Autoclave systems are designed to allow the user to set the internal pressure conditions to the required level at any time during the cure cycle. As in the temperature control, this generally takes the form of a series of pressurisation gradients, dwells and de-pressurisation gradients. Accurate control is achieved through the use of modulating valves on the inlet and exhaust pipework systems of the autoclave.
Safety is of paramount importance, when working with pressurised systems. Strict design codes (eg. PD5500, ASME) are specified to ensure the necessary safety margins are in place. All new autoclaves undergo a hydrotest, pressurising the vessel with water, up to a pressure of 1.5 times the stipulated maximum working pressure, prior to gaining certification for use. In addition to this all vessels are fitted with a relief valve, typically set to 10% above the stipulated maximum working pressure, which will release in the event of a pressure overload. This safety valve is a mechanical device ensuring that a dangerous situation is avoided even if the electronic control system devices fail.
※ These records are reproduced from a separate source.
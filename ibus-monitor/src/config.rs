use std::{path::PathBuf, time::Duration};

use clap::{Args, Parser, Subcommand};
use ibus::{device::DeviceTable, emulator::TunerState};

/// Watch, decode and take part in IBus traffic.
#[derive(Debug, Parser)]
#[command(name = "ibus-monitor", version)]
pub struct Cli {
    #[command(subcommand)]
    pub command: Command,
}

#[derive(Debug, Subcommand)]
pub enum Command {
    /// Print every packet seen on the bus.
    Watch(SerialArgs),
    /// Answer the radio as a satellite tuner (SDRS) would.
    Emulate(EmulateArgs),
    /// Decode a recorded log instead of a live bus.
    Replay(ReplayArgs),
}

#[derive(Debug, Args)]
pub struct SerialArgs {
    /// Serial device the bus interface is attached to.
    #[arg(long, env = "IBUS_PORT")]
    pub port: String,

    #[arg(long, env = "IBUS_BAUD", default_value_t = 9600)]
    pub baud: u32,

    /// Give up on a single read after this many milliseconds.
    #[arg(long = "read-timeout", default_value_t = 250)]
    pub read_timeout_ms: u64,

    #[command(flatten)]
    pub devices: DeviceArgs,
}

impl SerialArgs {
    pub fn read_timeout(&self) -> Duration {
        Duration::from_millis(self.read_timeout_ms)
    }
}

#[derive(Debug, Args)]
pub struct EmulateArgs {
    #[command(flatten)]
    pub serial: SerialArgs,

    /// Repeat the startup announce every this many seconds.
    #[arg(long = "announce-interval")]
    pub announce_interval_secs: Option<u64>,

    #[arg(long, default_value_t = 1, allow_negative_numbers = true)]
    pub channel: i32,

    #[arg(long, default_value_t = 1)]
    pub band: u8,

    #[arg(long, default_value_t = 1)]
    pub preset: u8,
}

impl EmulateArgs {
    pub fn announce_interval(&self) -> Option<Duration> {
        self.announce_interval_secs
            .filter(|secs| *secs > 0)
            .map(Duration::from_secs)
    }

    pub fn tuner_state(&self) -> TunerState {
        TunerState {
            channel: self.channel,
            band: self.band,
            preset: self.preset,
        }
    }
}

#[derive(Debug, Args)]
pub struct ReplayArgs {
    /// Log to decode; standard input when left out.
    pub file: Option<PathBuf>,

    #[command(flatten)]
    pub devices: DeviceArgs,
}

#[derive(Debug, Args)]
pub struct DeviceArgs {
    /// Name an extra device, as CODE=NAME with CODE in hex (e.g. A8=Unknown).
    /// Packets from devices missing from the table are discarded as noise.
    #[arg(long = "device", value_parser = parse_device)]
    pub extra: Vec<(u8, String)>,
}

impl DeviceArgs {
    /// Extend `base` with the devices given on the command line.
    pub fn table(&self, mut base: DeviceTable) -> DeviceTable {
        for (code, name) in &self.extra {
            base.insert(*code, name.clone());
        }
        base
    }
}

fn parse_device(arg: &str) -> std::result::Result<(u8, String), String> {
    let (code, name) = arg
        .split_once('=')
        .ok_or_else(|| format!("expected CODE=NAME, got {arg:?}"))?;
    let code = code.trim();
    let digits = code
        .strip_prefix("0x")
        .or_else(|| code.strip_prefix("0X"))
        .unwrap_or(code);
    let code = u8::from_str_radix(digits, 16)
        .map_err(|e| format!("bad device code {code:?}: {e}"))?;
    Ok((code, name.trim().to_string()))
}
The bagged composite lay-up arrives at the autoclave with a vacuum already drawn. The bag is then connected to the autoclave vacuum system via flexible umbilical hoses fitted inside the autoclave. During the cure cycle the vacuum level in each bagged component is monitored and in the event that a leak or burst condition occurs, the offending bag is automatically isolated from the rest of the vacuum system, thus preventing positive pressure from entering other bags via a common manifold. During the cure process, volatile substances are created within the bag. These are drawn away by the vacuum system and filtered out by a resin trap fitted in the main vacuum draw line. Systems are available with the facility to vary the level of vacuum drawn within the bag. This is of particular relevance when honeycomb structures are produced.
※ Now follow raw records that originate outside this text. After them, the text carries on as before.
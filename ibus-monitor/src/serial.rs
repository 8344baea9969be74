use anyhow::Context;
use log::debug;
use tokio_serial::{DataBits, FlowControl, Parity, SerialPortBuilderExt, SerialStream, StopBits};

use crate::config::SerialArgs;

/// Open the bus interface. IBus runs 8E1.
pub fn open(args: &SerialArgs) -> anyhow::Result<SerialStream> {
    debug!("opening {} at {} baud", args.port, args.baud);
    tokio_serial::new(args.port.as_str(), args.baud)
        .data_bits(DataBits::Eight)
        .parity(Parity::Even)
        .stop_bits(StopBits::One)
        .flow_control(FlowControl::None)
        .timeout(args.read_timeout())
        .open_native_async()
        .with_context(|| format!("couldn't open serial port {}", args.port))
}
The most significant advances in autoclave technology over the last 10 years have been in the field of electronic control systems. The sophisticated systems of today are a far cry from the manually controlled systems of yesteryear. Due to ever increasing pressures on productivity, there is a constant drive to achieve reduced cure cycle times, while maintaining product quality and repeatability. The majority of today’s autoclaves, supplied to the advanced composites industry, are supplied with a PC and SCADA software. These enable the user to monitor the cure parameters in real-time both for data-logging purposes and also for cure optimisation.
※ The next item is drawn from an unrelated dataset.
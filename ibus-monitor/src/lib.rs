pub mod bus_thread;
pub mod config;
pub mod replay;
pub mod serial;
It has been said for years that with the development of modern thermoplastic composites and resin transfer moulding manufacturing processes that the future for composite curing autoclaves is uncertain.
The quest however for lighter, faster and more agile fighter aircraft, larger passenger aircraft and increasingly higher performance motor sport vehicles, has lead to an increase both in the size and sophistication of the modern day autoclave in increasing numbers. Whilst the search is still on for alternative curing techniques and increased performance from RTM manufactured components, the autoclave still serves as the every day workhorse for the world’s aerospace and motor sport industries and would appear to still have an exciting future.